Religion
- Affiliation: Sunni Islam
- Ecclesiastical or organizational status: Construction Completed
- Status: Active

Location
- Location: Parahat-7 microdistrict, Ashgabat, Turkmenistan
- Interactive map of Hazret Omar Mosque

Architecture
- Architect: Aga gurluşyk
- Type: Mosque
- Style: Islamic architecture
- Completed: 2018

Specifications
- Capacity: 3,000
- Minaret: 4
- Minaret height: 63
- Materials: White Marble and granite

= Hazret Omar Mosque =

Mosque in Turkmenistan

Hazret Omar Mosque or Hazret Omar metjidi is a mosque in Ashgabat, Turkmenistan. The mosque accommodates up to 3,000 worshipers at a time and is located on Parahat-7 microdistrict.

== History ==
The mosque was built in accordance with the Decree of President Gurbanguly Berdimuhamedov by order of the religious organization Hoja Ahmet Ýasawy by the construction company Aga Gurluşyk.

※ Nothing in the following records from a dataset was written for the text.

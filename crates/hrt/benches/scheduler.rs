use std::sync::Arc;

use criterion::{black_box, criterion_group, criterion_main, BatchSize, Criterion};
use hrt::{HostAlarm, TimerArgs, TimerService};

fn manual_service() -> TimerService {
    TimerService::builder()
        .driver(Arc::new(HostAlarm::manual()))
        .start()
        .expect("timer service")
}

fn start_stop(c: &mut Criterion) {
    let service = manual_service();
    let timers = service.timers();
    let background: Vec<_> = (0..256)
        .map(|i| {
            let handle = timers.create(TimerArgs::with_callback(|_| {})).unwrap();
            timers.start_once(handle, 1_000 + i * 10).unwrap();
            handle
        })
        .collect();
    let handle = timers.create(TimerArgs::with_callback(|_| {})).unwrap();

    c.bench_function("start_once+stop (256 armed)", |b| {
        b.iter(|| {
            timers.start_once(handle, black_box(1_500)).unwrap();
            timers.stop(handle).unwrap();
        })
    });

    c.bench_function("restart (256 armed)", |b| {
        timers.start_periodic(handle, 2_000).unwrap();
        b.iter(|| timers.restart(handle, black_box(1_750)).unwrap());
        timers.stop(handle).unwrap();
    });

    for handle in background {
        timers.stop(handle).unwrap();
    }
}

fn create_delete(c: &mut Criterion) {
    let service = manual_service();
    let timers = service.timers();

    c.bench_function("create+delete", |b| {
        b.iter(|| {
            let handle = timers.create(TimerArgs::with_callback(|_| {})).unwrap();
            timers.delete(black_box(handle)).unwrap();
        })
    });
}

fn snapshot(c: &mut Criterion) {
    let service = manual_service();
    let timers = service.timers();
    for i in 0..200 {
        let handle = timers.create(TimerArgs::with_callback(|_| {}).name(format!("t{i}"))).unwrap();
        timers.start_periodic(handle, 1_000 + i).unwrap();
    }

    c.bench_function("dump 200 timers", |b| {
        b.iter_batched(String::new, |mut out| timers.dump(&mut out).map(|_| out), BatchSize::SmallInput)
    });
}

criterion_group!(benches, start_stop, create_delete, snapshot);
criterion_main!(benches);
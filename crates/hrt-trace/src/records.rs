//! Record identifiers emitted by the timer service.
//!
//! Every timer record starts with the timer handle encoded as `u64` LE
//! (`generation << 32 | index`).

pub mod timer {
    /// Timer created: `handle, dispatch u8` (0 = task, 1 = isr).
    pub const CREATE: u8 = 32;
    /// Timer armed: `handle, deadline u64, period u64`.
    pub const ARM: u8 = 33;
    /// Timer disarmed: `handle, deadline u64`.
    pub const DISARM: u8 = 34;
    /// Stop requested on an idle timer: `handle`.
    pub const DISARM_ATTEMPT: u8 = 35;
    /// Callback dispatched: `handle, deadline u64`.
    pub const FIRE: u8 = 36;
    /// Periods dropped for a lagging timer: `handle, skipped u32`.
    pub const SKIP: u8 = 37;
    /// Timer deleted: `handle`.
    pub const DELETE: u8 = 38;
}

/// Alarm comparator records.
pub mod alarm {
    /// Alarm programmed: `timestamp u64`.
    pub const SET: u8 = 50;
    /// Alarm disabled, no armed timers.
    pub const DISABLE: u8 = 51;
}

/// `true` for records whose payload starts with a timer handle.
pub fn is_timer(record_type: u8) -> bool {
    (timer::CREATE..=timer::DELETE).contains(&record_type)
}

/// Returns a short mnemonic for a record id, used by host-side printers.
pub fn name(record_type: u8) -> &'static str {
    match record_type {
        timer::CREATE => "TIMER_CREATE",
        timer::ARM => "TIMER_ARM",
        timer::DISARM => "TIMER_DISARM",
        timer::DISARM_ATTEMPT => "TIMER_DISARM_ATTEMPT",
        timer::FIRE => "TIMER_FIRE",
        timer::SKIP => "TIMER_SKIP",
        timer::DELETE => "TIMER_DELETE",
        alarm::SET => "ALARM_SET",
        alarm::DISABLE => "ALARM_DISABLE",
        _ => "UNKNOWN",
    }
}
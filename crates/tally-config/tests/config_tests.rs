use tally_config::{Config, ConfigError, ConfigManager, SessionStore};
use tally_domain::{Credential, Session};
use tempfile::tempdir;

#[test]
fn default_config_points_at_local_backend() {
    let cfg = Config::default();

    assert_eq!(cfg.api_base_url, "http://localhost:8080/api");
    assert_eq!(cfg.currency_symbol, "₹");
    assert!(!cfg.log_filter.is_empty());
}

#[test]
fn config_manager_persists_and_loads_config() {
    let dir = tempdir().expect("tempdir");
    let manager = ConfigManager::with_base_dir(dir.path().join("tally")).expect("manager");

    let mut cfg = Config::default();
    cfg.set("api_base_url", "https://budget.example.com/api/").expect("set url");
    cfg.set("currency_symbol", "€").expect("set symbol");

    manager.save(&cfg).expect("save config");
    let loaded = manager.load().expect("load config");

    assert_eq!(loaded.api_base_url, "https://budget.example.com/api");
    assert_eq!(loaded.currency_symbol, "€");
    assert!(!manager.config_path().with_extension("json.tmp").exists());
}

#[test]
fn missing_config_file_yields_defaults() {
    let dir = tempdir().expect("tempdir");
    let manager = ConfigManager::with_base_dir(dir.path().to_path_buf()).expect("manager");

    assert_eq!(manager.load().expect("load"), Config::default());
}

#[test]
fn corrupt_config_is_a_serde_error() {
    let dir = tempdir().expect("tempdir");
    let manager = ConfigManager::with_base_dir(dir.path().to_path_buf()).expect("manager");
    std::fs::write(manager.config_path(), "{ not json").expect("write garbage");

    assert!(matches!(manager.load(), Err(ConfigError::Serde(_))));
}

#[test]
fn session_store_round_trip_and_clear() {
    let dir = tempdir().expect("tempdir");
    let store = SessionStore::new(dir.path().join("session.json"));
    assert!(store.load().expect("load empty").is_none());

    let session = Session {
        credential: Credential::new("jwt-abc"),
        user_name: "Asha".into(),
        user_email: "asha@example.com".into(),
    };
    store.save(&session).expect("save session");
    assert_eq!(store.load().expect("load session"), Some(session));

    store.clear().expect("clear");
    store.clear().expect("clear twice");
    assert!(store.load().expect("load cleared").is_none());
}
use std::fmt;

use dialoguer::{theme::ColorfulTheme, Confirm, Password};

use crate::cli::core::CommandError;
use crate::cli::output;

pub fn print_info(message: impl fmt::Display) {
    output::info(message);
}

pub fn print_warning(message: impl fmt::Display) {
    output::warning(message);
}

pub fn print_error(message: impl fmt::Display) {
    output::error(message);
}

pub fn print_success(message: impl fmt::Display) {
    output::success(message);
}

pub fn print_hint(message: impl fmt::Display) {
    output::hint(message);
}

/// Prompt the user for confirmation with a yes/no question.
pub fn confirm_action(
    theme: &ColorfulTheme,
    prompt: &str,
    default: bool,
) -> Result<bool, CommandError> {
    Confirm::with_theme(theme)
        .with_prompt(prompt)
        .default(default)
        .interact()
        .map_err(CommandError::from)
}

/// Prompt for a secret without echoing it.
pub fn prompt_password(
    theme: &ColorfulTheme,
    prompt: &str,
    confirm: bool,
) -> Result<String, CommandError> {
    let mut input = Password::with_theme(theme).with_prompt(prompt);
    if confirm {
        input = input.with_confirmation("Repeat password", "Passwords do not match");
    }
    input.interact().map_err(CommandError::from)
}
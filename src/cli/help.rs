use crate::cli::io;
use crate::cli::output::section as output_section;
use crate::cli::registry::{CommandEntry, CommandRegistry};

pub fn print_overview(registry: &CommandRegistry) {
    output_section("Available commands");
    for entry in registry.list() {
        io::print_info(format!("  {:<16} {}", entry.name, entry.description));
    }
    io::print_info("Use `help <command>` for details.");
}

pub fn print_command(entry: &CommandEntry) {
    output_section(format!("Help: {}", entry.name));
    io::print_info(format!("  Description: {}", entry.description));
    io::print_info(format!("  Usage: {}", entry.usage));
}
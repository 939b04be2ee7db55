use tally_domain::{CategoryId, ExpenseId, YearMonth};

pub(crate) const CATEGORIES: &str = "/categories";
pub(crate) const EXPENSES: &str = "/expenses";
pub(crate) const LOGIN: &str = "/auth/login";
pub(crate) const REGISTER: &str = "/auth/register";
pub(crate) const RESET_PASSWORD: &str = "/auth/reset-password";

pub(crate) fn category(id: CategoryId) -> String {
    format!("{CATEGORIES}/{id}")
}

pub(crate) fn expense(id: ExpenseId) -> String {
    format!("{EXPENSES}/{id}")
}

pub(crate) fn expenses_in_month(period: YearMonth) -> String {
    format!("{EXPENSES}/month/{}/{}", period.year(), period.month())
}

/// Creation target: the owning category travels in the path.
pub(crate) fn expenses_of_category(category_id: CategoryId) -> String {
    format!("{EXPENSES}/{category_id}")
}

pub(crate) fn expense_in_category(id: ExpenseId, category_id: CategoryId) -> String {
    format!("{EXPENSES}/{id}/category/{category_id}")
}

#[cfg(test)]
mod tests {
    use super::*;

    #[test]
    fn month_route_is_not_zero_padded() {
        let period = YearMonth::new(2024, 5).unwrap();
        assert_eq!(expenses_in_month(period), "/expenses/month/2024/5");
    }

    #[test]
    fn expense_routes_embed_category() {
        assert_eq!(expenses_of_category(3), "/expenses/3");
        assert_eq!(expense_in_category(8, 3), "/expenses/8/category/3");
    }
}
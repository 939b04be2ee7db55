use tally_core::{AuthApi, CoreError};
use tally_domain::{LoginRequest, RegisterRequest, ResetPasswordRequest, Session};

use crate::cli::core::{CliMode, CommandError, CommandResult};
use crate::cli::io;
use crate::cli::registry::CommandEntry;
use crate::cli::shell_context::ShellContext;

pub(crate) fn definitions() -> Vec<CommandEntry> {
    vec![
        CommandEntry::new(
            "login",
            "Sign in and remember the session",
            "login <email> [password]",
            cmd_login,
        ),
        CommandEntry::new(
            "register",
            "Create a new account",
            "register <name> <email> [password]",
            cmd_register,
        ),
        CommandEntry::new(
            "reset-password",
            "Set a new password for an account",
            "reset-password <email> [new-password]",
            cmd_reset_password,
        ),
        CommandEntry::new("logout", "Forget the saved session", "logout", cmd_logout),
        CommandEntry::new("whoami", "Show the signed-in user", "whoami", cmd_whoami),
    ]
}

/// Uses the password argument when given, else prompts for one.
fn password_arg(
    context: &ShellContext,
    given: Option<&&str>,
    prompt: &str,
    confirm: bool,
) -> Result<String, CommandError> {
    if let Some(password) = given {
        return Ok(password.to_string());
    }
    if context.mode == CliMode::Script {
        return Err(CommandError::InvalidArguments(
            "password argument required in script mode".into(),
        ));
    }
    io::prompt_password(&context.theme, prompt, confirm)
}

fn require_email(value: &str) -> Result<String, CommandError> {
    let email = value.trim();
    if email.contains('@') && !email.starts_with('@') && !email.ends_with('@') {
        Ok(email.to_string())
    } else {
        Err(CommandError::InvalidArguments(format!(
            "`{value}` is not an email address"
        )))
    }
}

/// Keeps a 401/403 from an auth endpoint apart from an expired session.
fn rejected_by_auth(err: CoreError, message: impl FnOnce(String) -> String) -> CommandError {
    match err {
        CoreError::Auth(detail) => CommandError::Rejected(message(detail)),
        other => CommandError::Api(other),
    }
}

fn cmd_login(context: &mut ShellContext, args: &[&str]) -> CommandResult {
    let Some(email) = args.first() else {
        return Err(CommandError::InvalidArguments("usage: login <email> [password]".into()));
    };
    let request = LoginRequest {
        user_email: require_email(email)?,
        user_password: password_arg(context, args.get(1), "Password", false)?,
    };
    let client = context.client.clone();
    let response = context
        .block_on(async move { client.login(&request).await })
        .map_err(|err| rejected_by_auth(err, |_| "Invalid credentials.".to_string()))?;
    let session = Session::from(response);
    let greeting = format!("Welcome, {}.", session.user_name);
    context.sign_in(session)?;
    io::print_success(greeting);
    Ok(())
}

fn cmd_register(context: &mut ShellContext, args: &[&str]) -> CommandResult {
    let (Some(name), Some(email)) = (args.first(), args.get(1)) else {
        return Err(CommandError::InvalidArguments(
            "usage: register <name> <email> [password]".into(),
        ));
    };
    if name.trim().is_empty() {
        return Err(CommandError::InvalidArguments("name cannot be empty".into()));
    }
    let request = RegisterRequest {
        user_name: name.trim().to_string(),
        user_email: require_email(email)?,
        user_password: password_arg(context, args.get(2), "Choose a password", true)?,
    };
    let client = context.client.clone();
    context
        .block_on(async move { client.register(&request).await })
        .map_err(|err| rejected_by_auth(err, |detail| format!("Registration rejected: {detail}")))?;
    io::print_success(format!("Account created for {}.", email.trim()));
    io::print_hint(format!("Use `login {}` to sign in.", email.trim()));
    Ok(())
}

fn cmd_reset_password(context: &mut ShellContext, args: &[&str]) -> CommandResult {
    let Some(email) = args.first() else {
        return Err(CommandError::InvalidArguments(
            "usage: reset-password <email> [new-password]".into(),
        ));
    };
    let request = ResetPasswordRequest {
        user_email: require_email(email)?,
        new_password: password_arg(context, args.get(1), "New password", true)?,
    };
    let client = context.client.clone();
    context
        .block_on(async move { client.reset_password(&request).await })
        .map_err(|err| rejected_by_auth(err, |detail| format!("Password reset rejected: {detail}")))?;
    io::print_success("Password updated.");
    Ok(())
}

fn cmd_logout(context: &mut ShellContext, _args: &[&str]) -> CommandResult {
    let was_signed_in = context.session.is_some();
    context.sign_out()?;
    if was_signed_in {
        io::print_success("Logged out.");
    } else {
        io::print_info("Not logged in.");
    }
    Ok(())
}

fn cmd_whoami(context: &mut ShellContext, _args: &[&str]) -> CommandResult {
    match &context.session {
        Some(session) => io::print_info(format!(
            "{} <{}> via {}",
            session.user_name, session.user_email, context.config.api_base_url
        )),
        None => io::print_info("Not logged in."),
    }
    Ok(())
}
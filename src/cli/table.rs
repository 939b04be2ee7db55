//! Aligned plain-text tables for list output.

#[derive(Clone, Copy, Debug, PartialEq, Eq)]
pub enum Alignment {
    Left,
    Right,
}

#[derive(Clone, Debug)]
pub struct Column {
    pub header: &'static str,
    pub alignment: Alignment,
    pub max_width: Option<usize>,
}

impl Column {
    pub const fn left(header: &'static str) -> Self {
        Self {
            header,
            alignment: Alignment::Left,
            max_width: None,
        }
    }

    pub const fn right(header: &'static str) -> Self {
        Self {
            header,
            alignment: Alignment::Right,
            max_width: None,
        }
    }

    pub const fn max_width(mut self, width: usize) -> Self {
        self.max_width = Some(width);
        self
    }
}

pub struct Table {
    columns: Vec<Column>,
    rows: Vec<Vec<String>>,
}

impl Table {
    pub fn new(columns: Vec<Column>) -> Self {
        Self {
            columns,
            rows: Vec::new(),
        }
    }

    pub fn push(&mut self, row: Vec<String>) {
        self.rows.push(row);
    }

    pub fn is_empty(&self) -> bool {
        self.rows.is_empty()
    }

    fn widths(&self) -> Vec<usize> {
        self.columns
            .iter()
            .enumerate()
            .map(|(idx, column)| {
                let widest = self
                    .rows
                    .iter()
                    .filter_map(|row| row.get(idx))
                    .map(|cell| visible_width(cell))
                    .fold(visible_width(column.header), usize::max);
                column.max_width.map_or(widest, |max| widest.min(max))
            })
            .collect()
    }

    pub fn render(&self) -> String {
        let widths = self.widths();
        let header: Vec<String> = self.columns.iter().map(|c| c.header.to_string()).collect();
        let mut lines = vec![self.render_row(&header, &widths)];
        lines.push(
            widths
                .iter()
                .map(|width| "-".repeat(*width))
                .collect::<Vec<_>>()
                .join("  "),
        );
        lines.extend(self.rows.iter().map(|row| self.render_row(row, &widths)));
        lines.join("\n")
    }

    fn render_row(&self, row: &[String], widths: &[usize]) -> String {
        self.columns
            .iter()
            .zip(widths)
            .enumerate()
            .map(|(idx, (column, width))| {
                let text = row.get(idx).map(String::as_str).unwrap_or("");
                let fitted = truncate(text, *width);
                let pad = " ".repeat(width.saturating_sub(visible_width(&fitted)));
                match column.alignment {
                    Alignment::Left => format!("{fitted}{pad}"),
                    Alignment::Right => format!("{pad}{fitted}"),
                }
            })
            .collect::<Vec<_>>()
            .join("  ")
            .trim_end()
            .to_string()
    }
}

/// Character count ignoring ANSI escape sequences.
fn visible_width(text: &str) -> usize {
    let mut width = 0;
    let mut chars = text.chars();
    while let Some(ch) = chars.next() {
        if ch == '\u{1b}' {
            for next in chars.by_ref() {
                if next.is_ascii_alphabetic() {
                    break;
                }
            }
            continue;
        }
        width += 1;
    }
    width
}

fn truncate(text: &str, width: usize) -> String {
    if visible_width(text) <= width || text.contains('\u{1b}') {
        return text.to_string();
    }
    let mut out: String = text.chars().take(width.saturating_sub(1)).collect();
    out.push('…');
    out
}

#[cfg(test)]
mod tests {
    use super::*;

    #[test]
    fn columns_align_and_truncate() {
        let mut table = Table::new(vec![
            Column::right("ID"),
            Column::left("Name").max_width(6),
            Column::right("Amount"),
        ]);
        table.push(vec!["7".into(), "Groceries".into(), "12.50".into()]);
        table.push(vec!["12".into(), "Rent".into(), "900.00".into()]);

        let rendered = table.render();
        let lines: Vec<&str> = rendered.lines().collect();
        assert_eq!(lines[0], "ID  Name    Amount");
        assert_eq!(lines[2], " 7  Groce…   12.50");
        assert_eq!(lines[3], "12  Rent    900.00");
    }

    #[test]
    fn escape_sequences_do_not_count_towards_width() {
        assert_eq!(visible_width("\u{1b}[38;2;1;2;3mFood\u{1b}[0m"), 4);
    }
}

The opening ceremony of the mosque was held on September 26, 2018.

== Architecture ==
The total area of the mosque is 13,000 sqm. The height of the central dome from the base of the mosque is 40 m, small domes 23 m. Four minarets in the corners of the building rise 63 m from the foundation.

Marble, granite, valuable wood species were used in the decoration of interior. Embossed epigraphy containing Surahs of the Qur'an occupies a separate place in the decoration of the mosque. They also adorn its white marble facades.

The prayer hall is designed for the simultaneous participation in the prayer of 3000 people. The upper tier is for women.

On the territory of the mosque there is a special building for holding sadaqah, ritual ceremonies and parking.